Strengthening community care services
Expansion of Community Networks for Seniors and renaming of PGO are some changes highlighted in Minister for Finance’s Budget Statement.
The nationwide expansion of Community Networks for Seniors (CNS) was one of the changes highlighted in Minister for Finance Heng Swee Keat’s Budget Statement, which hopes to better integrate health and social support services for seniors in the community. The CNS programme, which will be overseen by the Ministry of Health (MOH) and its Agency for Integrated Care (AIC), will be progressively expanded nationwide by 2020.
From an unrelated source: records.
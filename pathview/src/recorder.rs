//! JSON-lines frame recording.
//!
//! Every flushed [`Frame`] is appended as one JSON object per line, giving
//! a replayable trace of everything painted during a session.

use std::fs::File;
use std::io::{self, BufWriter, Write};
use std::path::Path;

use pathview_core::Frame;

/// A recorder writing to a buffered file.
pub type FileRecorder = FrameRecorder<BufWriter<File>>;

/// Writes frames to a byte-oriented writer, one JSON object per line.
pub struct FrameRecorder<W: Write> {
    writer: W,
}

impl FrameRecorder<BufWriter<File>> {
    /// Create a recorder writing to a fresh file at `path`.
    pub fn create(path: &Path) -> io::Result<Self> {
        Ok(FrameRecorder::new(BufWriter::new(File::create(path)?)))
    }
}

impl<W: Write> FrameRecorder<W> {
    /// Wrap a writer.
    pub fn new(writer: W) -> Self {
        Self { writer }
    }

    /// Append one frame.
    pub fn record(&mut self, frame: &Frame) -> io::Result<()> {
        serde_json::to_writer(&mut self.writer, frame).map_err(io::Error::from)?;
        self.writer.write_all(b"\n")
    }

    /// Flush the underlying writer.
    pub fn finish(mut self) -> io::Result<()> {
        self.writer.flush()
    }
}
CNS aims to develop a strong community-based support system to complement family-based support to keep seniors well and help them age-in-place through bringing together different stakeholders in the community – voluntary welfare organisations (VWOs), People’s Association’s (PA) grassroots organisations, regional health systems and Government agencies. The objectives are to not only promote active ageing among seniors to keep them well, but also to extend befriending services to seniors living alone, and provide health and social support for seniors with needs.
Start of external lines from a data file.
impl<D: Driver> Controller<D> {
    pub fn new(opts: Options, driver: D, recorder: Option<FileRecorder>) -> Self {
        let grid = Grid::new(opts.rows, opts.width);
        let prev = vec![CellState::Default; grid.len()];
        let (tx, rx) = mpsc::channel();
        Self {
            opts,
            grid,
            searcher: Searcher::new(),
            driver,
            recorder,
            prev,
            tx,
            rx,
            status: String::new(),
            status_dirty: false,
            quit: false,
        }
    }

    /// Initialise the driver, run the event loop, restore the terminal.
    pub fn run(&mut self) -> Result<(), Box<dyn Error>> {
        self.driver.init()?;
        let ctx = Context::new();
        let result = self.event_loop(&ctx);
        self.driver.close();
        if let Some(rec) = self.recorder.take() {
            if let Err(e) = rec.finish() {
                warn!("frame recorder flush failed: {e}");
            }
        }
        result
    }

    fn event_loop(&mut self, ctx: &Context) -> Result<(), Box<dyn Error>> {
        self.full_repaint()?;
        self.set_status(CONTROLS);
        self.flush_changes()?;

        while !self.quit {
            self.driver.poll_msgs(ctx, self.tx.clone())?;
            while let Ok(msg) = self.rx.try_recv() {
                self.update(msg)?;
                if self.quit {
                    break;
                }
            }
            self.flush_changes()?;
        }
        Ok(())
    }

    fn update(&mut self, msg: Msg) -> Result<(), Box<dyn Error>> {
        match msg {
            Msg::KeyDown { key, .. } => self.handle_key(key)?,
            Msg::Mouse { action, pos, .. } => self.handle_mouse(action, pos),
            Msg::Screen { .. } => self.full_repaint()?,
            Msg::Init => {}
            Msg::Quit => self.quit = true,
        }
        Ok(())
    }

    fn handle_key(&mut self, key: Key) -> Result<(), Box<dyn Error>> {
        match key {
            Key::Space => self.run_search()?,
            Key::Char('c') => {
                self.grid.clear();
                self.set_status("board cleared");
                debug!("board cleared");
            }
            Key::Char('r') => self.scatter_obstacles(),
            Key::Char('q') | Key::Escape => self.quit = true,
            _ => {}
        }
        Ok(())
    }

    fn handle_mouse(&mut self, action: MouseAction, pos: Point) {
        let Some(cell) = self.cell_under(pos) else {
            return;
        };
        match action {
            MouseAction::Main => self.paint(cell),
            MouseAction::Secondary => self.grid.erase(cell),
            _ => {}
        }
    }

    /// Translate a pointer position in surface coordinates to a cell.
    fn cell_under(&self, pos: Point) -> Option<Point> {
        let cols = self.driver.cell_columns().max(1);
        let p = Point::new(pos.x / cols, pos.y);
        self.grid.contains(p).then_some(p)
    }

    /// The first primary click places the start, the second the end, and
    /// every click after that paints obstacles. Clicks on the markers
    /// themselves do nothing (the grid refuses them).
    fn paint(&mut self, p: Point) {
        if self.grid.start().is_none() {
            self.grid.set_start(p);
        } else if self.grid.end().is_none() && self.grid.start_index() != self.grid.idx(p) {
            self.grid.set_end(p);
        } else {
            self.grid.set_obstacle(p);
        }
    }

    /// Scatter obstacles over empty cells with the configured probability.
    fn scatter_obstacles(&mut self) {
        let mut rng = rand::rng();
        let empty: Vec<Point> = self
            .grid
            .iter()
            .filter(|c| c.state() == CellState::Default)
            .map(|c| c.pos())
            .collect();
        let mut painted = 0usize;
        for p in empty {
            if rng.random_bool(self.opts.density) {
                self.grid.set_obstacle(p);
                painted += 1;
            }
        }
        debug!("scattered {painted} obstacles");
    }

    /// Run the search synchronously, animating through the render callback.
    fn run_search(&mut self) -> Result<(), Box<dyn Error>> {
        if self.grid.start().is_none() || self.grid.end().is_none() {
            self.set_status("designate start and end cells first");
            return Ok(());
        }

        // Leftovers from a previous run would confuse the display, and
        // obstacle edits since the last run have invalidated adjacency.
        self.grid.clear_search_markings();
        self.grid.recompute_all_neighbors();
        self.flush_changes()?;

        let sctx = Context::new();
        let delay = self.opts.delay;
        let started = Instant::now();
        let tx = self.tx.clone();

        let driver = &mut self.driver;
        let prev = &mut self.prev;
        let recorder = &mut self.recorder;
        let rx = &self.rx;
        let quit = &mut self.quit;
        let mut io_err: Option<Box<dyn Error>> = None;

        let outcome = self.searcher.search(&mut self.grid, &sctx, |g| {
            if io_err.is_some() {
                return;
            }
            // Keep pumping input so the search stays interruptible.
            if let Err(e) = driver.poll_msgs(&sctx, tx.clone()) {
                io_err = Some(e);
                sctx.cancel();
                return;
            }
            while let Ok(msg) = rx.try_recv() {
                match msg {
                    Msg::KeyDown {
                        key: Key::Escape, ..
                    } => sctx.cancel(),
                    Msg::KeyDown {
                        key: Key::Char('q'),
                        ..
                    }
                    | Msg::Quit => {
                        *quit = true;
                        sctx.cancel();
                    }
                    // Board edits wait until the search is done.
                    _ => {}
                }
            }

            let frame = compute_frame(prev, g);
            if frame.cells.is_empty() {
                return;
            }
            apply_to_snapshot(prev, &frame);
            if let Some(rec) = recorder.as_mut() {
                if let Err(e) = rec.record(&frame) {
                    io_err = Some(e.into());
                    sctx.cancel();
                    return;
                }
            }
            if let Err(e) = driver.flush(&frame) {
                io_err = Some(e);
                sctx.cancel();
                return;
            }
            if !delay.is_zero() {
                std::thread::sleep(delay);
            }
        });

        if let Some(e) = io_err {
            return Err(e);
        }

        // Frontier/Visited may have painted over the start/end cells.
        self.grid.restore_markers();

        match outcome {
            Ok(SearchOutcome::PathFound { path }) => {
                let steps = path.len().saturating_sub(1);
                info!("path found: {steps} steps in {:?}", started.elapsed());
                self.set_status(format!("path found (length {steps})"));
            }
            Ok(SearchOutcome::NoPathExists) => {
                info!("no path exists ({:?})", started.elapsed());
                self.set_status("no path exists");
            }
            Ok(SearchOutcome::Cancelled) => {
                info!("search cancelled after {:?}", started.elapsed());
                self.set_status("search cancelled");
            }
            Err(e) => {
                // The guards above should make this unreachable.
                warn!("search precondition violated: {e}");
                self.set_status(e.to_string());
            }
        }
        Ok(())
    }

    // -----------------------------------------------------------------------
    // Rendering
    // -----------------------------------------------------------------------

    fn set_status(&mut self, text: impl Into<String>) {
        self.status = text.into();
        self.status_dirty = true;
    }

    /// Paint every cell and schedule a status repaint.
    fn full_repaint(&mut self) -> Result<(), Box<dyn Error>> {
        let frame = Frame::full(&self.grid);
        apply_to_snapshot(&mut self.prev, &frame);
        if let Some(rec) = &mut self.recorder {
            rec.record(&frame)?;
        }
        self.driver.flush(&frame)?;
        self.status_dirty = true;
        Ok(())
    }

    /// Flush cells that changed since the last paint, plus any pending
    /// status text.
    fn flush_changes(&mut self) -> Result<(), Box<dyn Error>> {
        let frame = compute_frame(&self.prev, &self.grid);
        if !frame.cells.is_empty() {
            apply_to_snapshot(&mut self.prev, &frame);
            if let Some(rec) = &mut self.recorder {
                rec.record(&frame)?;
            }
            self.driver.flush(&frame)?;
        }
        if self.status_dirty {
            self.driver.flush_status(self.grid.rows(), &self.status)?;
            self.status_dirty = false;
        }
        Ok(())
    }
}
The expansion of CNS follows “encouraging results” at pilot sites at Tampines, Marine Parade and Chua Chu Kang since 2016. At these sites, CNS planners and coordinators work with community-based organisations such as Senior Activity Centres (SACs) and PA to introduce preventive health and active ageing activities to encourage seniors to step out of their homes and to engage in these activities regularly. They also work with PA to identify and train neighbours who volunteer to keep an eye on seniors living alone near them. In addition, local community-based organisations are activated to recruit, train and deploy befrienders to support seniors who are at higher risk of social isolation.
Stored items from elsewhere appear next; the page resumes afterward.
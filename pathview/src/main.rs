//! pathview — interactive A* shortest-path visualizer for the terminal.
//!
//! The first primary click places the start cell, the second the end, and
//! further clicks or drags paint obstacles. Space runs the search,
//! animating the frontier as it expands; Escape interrupts a running
//! search.

mod controller;
mod recorder;

use std::time::Duration;

use clap::Parser;

use pathview_crossterm::CrosstermDriver;

use crate::controller::{Controller, Options};
use crate::recorder::FrameRecorder;

#[derive(Debug, Parser)]
#[command(
    name = "pathview",
    version,
    about = "Interactive A* shortest-path visualizer"
)]
struct Args {
    /// Rows (and columns) of the square board.
    #[arg(long, default_value_t = 25)]
    rows: i32,

    /// Pixel width of the square surface used for cell geometry.
    #[arg(long, default_value_t = 600)]
    width: i32,

    /// Delay between rendered search steps, in milliseconds.
    #[arg(long, default_value_t = 15)]
    delay_ms: u64,

    /// Obstacle probability for the random scatter key (r).
    #[arg(long, default_value_t = 0.28)]
    density: f64,

    /// Record every flushed frame as one JSON object per line.
    #[arg(long, value_name = "FILE")]
    record: Option<std::path::PathBuf>,
}

fn main() {
    env_logger::init();
    let args = Args::parse();

    if args.rows < 2 {
        eprintln!("Error: --rows must be at least 2");
        std::process::exit(2);
    }
    if args.width / args.rows < 1 {
        eprintln!(
            "Error: --width {} leaves no room for {} rows",
            args.width, args.rows
        );
        std::process::exit(2);
    }

    let recorder = match &args.record {
        Some(path) => match FrameRecorder::create(path) {
            Ok(rec) => Some(rec),
            Err(e) => {
                eprintln!("Error: cannot open {}: {e}", path.display());
                std::process::exit(2);
            }
        },
        None => None,
    };

    let opts = Options {
        rows: args.rows,
        width: args.width,
        delay: Duration::from_millis(args.delay_ms),
        density: args.density.clamp(0.0, 1.0),
    };
    let mut controller = Controller::new(opts, CrosstermDriver::new(), recorder);
    if let Err(e) = controller.run() {
        eprintln!("Error: {e}");
        std::process::exit(1);
    }
}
Since 2016, CNS has activated more than 70 Residents’ Committees (RCs) to hold regular preventive health and active ageing activities for more than 70,000 seniors. More than 1,500 seniors are now attending these activities on a weekly basis. The CNS has also matched more than 600 seniors to befrienders and assisted about 800 seniors with complex health and social needs. According to MOH, work has already begun to expand CNS to various other locations such as East Coast, Ang Mo Kio, Nee Soon, Tanjong Pagar and Jurong areas.
Renaming of PGO
Other changes mentioned in Minister Heng’s Budget Statement, which will take place in April 1, 2018, include the renaming of the Pioneer Generation Office (PGO) to the Silver Generation Office and be merged into AIC. PGO was formed in 2014 to reach out to Pioneer Generation Singaporeans to explain key Government policies such as the Pioneer Generation Package and MediShield Life. PGO has since trained 3,000 PG ambassadors and engaged three in four seniors aged 65 years and above.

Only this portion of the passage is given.